[Data items]
+--

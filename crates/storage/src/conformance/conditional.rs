use std::future::Future;

use super::{make_proposal, TestResult};
use crate::record::ProposalStatus;
use crate::{ProposalStore, StorageError};

pub(super) async fn run_conditional_tests<S, F, Fut>(factory: &F) -> Vec<TestResult>
where
    S: ProposalStore,
    F: Fn() -> Fut,
    Fut: Future<Output = S>,
{
    vec![
        TestResult::from_result(
            "conditional",
            "matching_status_writes",
            matching_status_writes(factory).await,
        ),
        TestResult::from_result(
            "conditional",
            "stale_status_conflicts_and_keeps_record",
            stale_status_conflicts_and_keeps_record(factory).await,
        ),
        TestResult::from_result(
            "conditional",
            "conflict_carries_expected_status",
            conflict_carries_expected_status(factory).await,
        ),
        TestResult::from_result(
            "conditional",
            "missing_record_not_found",
            missing_record_not_found(factory).await,
        ),
        TestResult::from_result(
            "conditional",
            "second_identical_transition_conflicts",
            second_identical_transition_conflicts(factory).await,
        ),
    ]
}

async fn matching_status_writes<S, F, Fut>(factory: &F) -> Result<(), String>
where
    S: ProposalStore,
    F: Fn() -> Fut,
    Fut: Future<Output = S>,
{
    let s = factory().await;
    let record = make_proposal(42, "N:proposal:a", 7, ProposalStatus::Draft);
    s.create_dataset_proposal(&record)
        .await
        .map_err(|e| format!("create: {e}"))?;

    let mut submitted = record.clone();
    submitted.proposal_status = ProposalStatus::Submitted;
    submitted.submitted_at = 1_700_000_100;
    s.update_dataset_proposal_if(&submitted, ProposalStatus::Draft)
        .await
        .map_err(|e| format!("conditional update: {e}"))?;

    let stored = s
        .get_dataset_proposal(42, "N:proposal:a")
        .await
        .map_err(|e| format!("get: {e}"))?;
    if stored != submitted {
        return Err(format!("write not applied: {stored:?}"));
    }
    Ok(())
}

async fn stale_status_conflicts_and_keeps_record<S, F, Fut>(factory: &F) -> Result<(), String>
where
    S: ProposalStore,
    F: Fn() -> Fut,
    Fut: Future<Output = S>,
{
    let s = factory().await;
    let record = make_proposal(42, "N:proposal:a", 7, ProposalStatus::Withdrawn);
    s.create_dataset_proposal(&record)
        .await
        .map_err(|e| format!("create: {e}"))?;

    let mut accepted = record.clone();
    accepted.proposal_status = ProposalStatus::Accepted;
    match s
        .update_dataset_proposal_if(&accepted, ProposalStatus::Submitted)
        .await
    {
        Err(StorageError::Conflict { .. }) => {}
        other => return Err(format!("expected Conflict, got {other:?}")),
    }

    let stored = s
        .get_dataset_proposal(42, "N:proposal:a")
        .await
        .map_err(|e| format!("get: {e}"))?;
    if stored.proposal_status != ProposalStatus::Withdrawn {
        return Err(format!(
            "rejected write changed status to {}",
            stored.proposal_status
        ));
    }
    Ok(())
}

async fn conflict_carries_expected_status<S, F, Fut>(factory: &F) -> Result<(), String>
where
    S: ProposalStore,
    F: Fn() -> Fut,
    Fut: Future<Output = S>,
{
    let s = factory().await;
    let record = make_proposal(42, "N:proposal:a", 7, ProposalStatus::Rejected);
    s.create_dataset_proposal(&record)
        .await
        .map_err(|e| format!("create: {e}"))?;

    match s
        .update_dataset_proposal_if(&record, ProposalStatus::Submitted)
        .await
    {
        Err(StorageError::Conflict {
            user_id,
            node_id,
            expected,
        }) => {
            if user_id != 42 || node_id != "N:proposal:a" {
                return Err(format!("conflict names wrong key: {user_id}/{node_id}"));
            }
            if expected != ProposalStatus::Submitted {
                return Err(format!("expected status SUBMITTED, got {expected}"));
            }
            Ok(())
        }
        other => Err(format!("expected Conflict, got {other:?}")),
    }
}

async fn missing_record_not_found<S, F, Fut>(factory: &F) -> Result<(), String>
where
    S: ProposalStore,
    F: Fn() -> Fut,
    Fut: Future<Output = S>,
{
    let s = factory().await;
    let record = make_proposal(42, "N:proposal:gone", 7, ProposalStatus::Submitted);
    match s
        .update_dataset_proposal_if(&record, ProposalStatus::Draft)
        .await
    {
        Err(StorageError::NotFound { .. }) => Ok(()),
        other => Err(format!("expected NotFound, got {other:?}")),
    }
}

async fn second_identical_transition_conflicts<S, F, Fut>(factory: &F) -> Result<(), String>
where
    S: ProposalStore,
    F: Fn() -> Fut,
    Fut: Future<Output = S>,
{
    let s = factory().await;
    let record = make_proposal(42, "N:proposal:a", 7, ProposalStatus::Submitted);
    s.create_dataset_proposal(&record)
        .await
        .map_err(|e| format!("create: {e}"))?;

    let mut withdrawn = record.clone();
    withdrawn.proposal_status = ProposalStatus::Withdrawn;
    withdrawn.withdrawn_at = 100;
    s.update_dataset_proposal_if(&withdrawn, ProposalStatus::Submitted)
        .await
        .map_err(|e| format!("first withdraw: {e}"))?;

    let mut again = withdrawn.clone();
    again.withdrawn_at = 200;
    match s
        .update_dataset_proposal_if(&again, ProposalStatus::Submitted)
        .await
    {
        Err(StorageError::Conflict { .. }) => {}
        other => return Err(format!("expected Conflict, got {other:?}")),
    }

    let stored = s
        .get_dataset_proposal(42, "N:proposal:a")
        .await
        .map_err(|e| format!("get: {e}"))?;
    if stored.withdrawn_at != 100 {
        return Err(format!("timestamp rewritten to {}", stored.withdrawn_at));
    }
    Ok(())
}
//! CLI integration tests for the `publishing` binary.
//!
//! Uses `assert_cmd` to spawn the binary and verify exit codes, stdout
//! content, and stderr content. Every test runs in a scratch directory so a
//! stray `.env` cannot leak configuration in.

use assert_cmd::cargo::cargo_bin_cmd;
use assert_cmd::Command;
use predicates::prelude::*;
use std::fs;
use tempfile::TempDir;

/// Helper: create a Command for the `publishing` binary, rooted at `dir`.
fn publishing(dir: &TempDir) -> Command {
    let mut cmd = cargo_bin_cmd!("publishing");
    cmd.current_dir(dir.path());
    for var in [
        "URL_SIGNING_SECRET",
        "DATABASE_URL",
        "EMAIL_RELAY_URL",
        "PUBLISHING_API_KEY",
        "RUST_LOG",
    ] {
        cmd.env_remove(var);
    }
    cmd
}

// ──────────────────────────────────────────────
// Help and version
// ──────────────────────────────────────────────

#[test]
fn help_lists_subcommands() {
    let dir = TempDir::new().unwrap();
    publishing(&dir)
        .arg("--help")
        .assert()
        .success()
        .stdout(predicate::str::contains("serve"))
        .stdout(predicate::str::contains("render-template"));
}

#[test]
fn version_prints_package_version() {
    let dir = TempDir::new().unwrap();
    publishing(&dir)
        .arg("--version")
        .assert()
        .success()
        .stdout(predicate::str::contains(env!("CARGO_PKG_VERSION")));
}

#[test]
fn serve_help_documents_backends() {
    let dir = TempDir::new().unwrap();
    publishing(&dir)
        .args(["serve", "--help"])
        .assert()
        .success()
        .stdout(predicate::str::contains("--document-store"))
        .stdout(predicate::str::contains("--relational-store"))
        .stdout(predicate::str::contains("--email-transport"));
}

// ──────────────────────────────────────────────
// Configuration errors
// ──────────────────────────────────────────────

#[test]
fn serve_without_signing_secret_exits_2() {
    let dir = TempDir::new().unwrap();
    publishing(&dir)
        .args([
            "serve",
            "--document-store",
            "memory",
            "--relational-store",
            "memory",
            "--email-transport",
            "log",
        ])
        .assert()
        .code(2)
        .stderr(predicate::str::contains("URL_SIGNING_SECRET"));
}

#[test]
fn serve_with_relay_transport_requires_relay_url() {
    let dir = TempDir::new().unwrap();
    publishing(&dir)
        .args([
            "serve",
            "--document-store",
            "memory",
            "--relational-store",
            "memory",
            "--url-signing-secret",
            "s3cr3t",
        ])
        .assert()
        .code(2)
        .stderr(predicate::str::contains("EMAIL_RELAY_URL"));
}

#[test]
fn unknown_backend_is_a_usage_error() {
    let dir = TempDir::new().unwrap();
    publishing(&dir)
        .args(["serve", "--document-store", "dynamo"])
        .assert()
        .failure()
        .stderr(predicate::str::contains("dynamo"));
}

// ──────────────────────────────────────────────
// render-template
// ──────────────────────────────────────────────

#[test]
fn render_template_substitutes_attributes() {
    let dir = TempDir::new().unwrap();
    let template = dir.path().join("submitted.html");
    fs::write(
        &template,
        "<a href=\"https://${AppURL}/${WorkspaceNodeId}/proposals\">${ProposalName}</a>",
    )
    .unwrap();

    publishing(&dir)
        .arg("render-template")
        .arg(&template)
        .args([
            "--attr",
            "AppURL=app.example.org",
            "--attr",
            "WorkspaceNodeId=N:organization:repo",
            "--attr",
            "ProposalName=Study A",
        ])
        .assert()
        .success()
        .stdout(predicate::str::contains(
            "<a href=\"https://app.example.org/N:organization:repo/proposals\">Study A</a>",
        ));
}

#[test]
fn render_template_leaves_unknown_placeholders() {
    let dir = TempDir::new().unwrap();
    let template = dir.path().join("accepted.html");
    fs::write(&template, "Hello ${OwnerName}, see ${Unset}").unwrap();

    publishing(&dir)
        .arg("render-template")
        .arg(&template)
        .args(["--attr", "OwnerName=Ada"])
        .assert()
        .success()
        .stdout(predicate::str::contains("Hello Ada, see ${Unset}"));
}

#[test]
fn render_template_missing_file_fails() {
    let dir = TempDir::new().unwrap();
    publishing(&dir)
        .args(["render-template", "nope.html"])
        .assert()
        .failure()
        .stderr(predicate::str::contains("failed to read template"));
}

#[test]
fn render_template_rejects_malformed_attribute() {
    let dir = TempDir::new().unwrap();
    publishing(&dir)
        .args(["render-template", "t.html", "--attr", "novalue"])
        .assert()
        .failure()
        .stderr(predicate::str::contains("expected KEY=VALUE"));
}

+--

The task: Only lines with the word "OwnerName" are wanted; pull each of them from the records.

Result of the task:
    fs::write(&template, "Hello ${OwnerName}, see ${Unset}").unwrap();
        .args(["--attr", "OwnerName=Ada"])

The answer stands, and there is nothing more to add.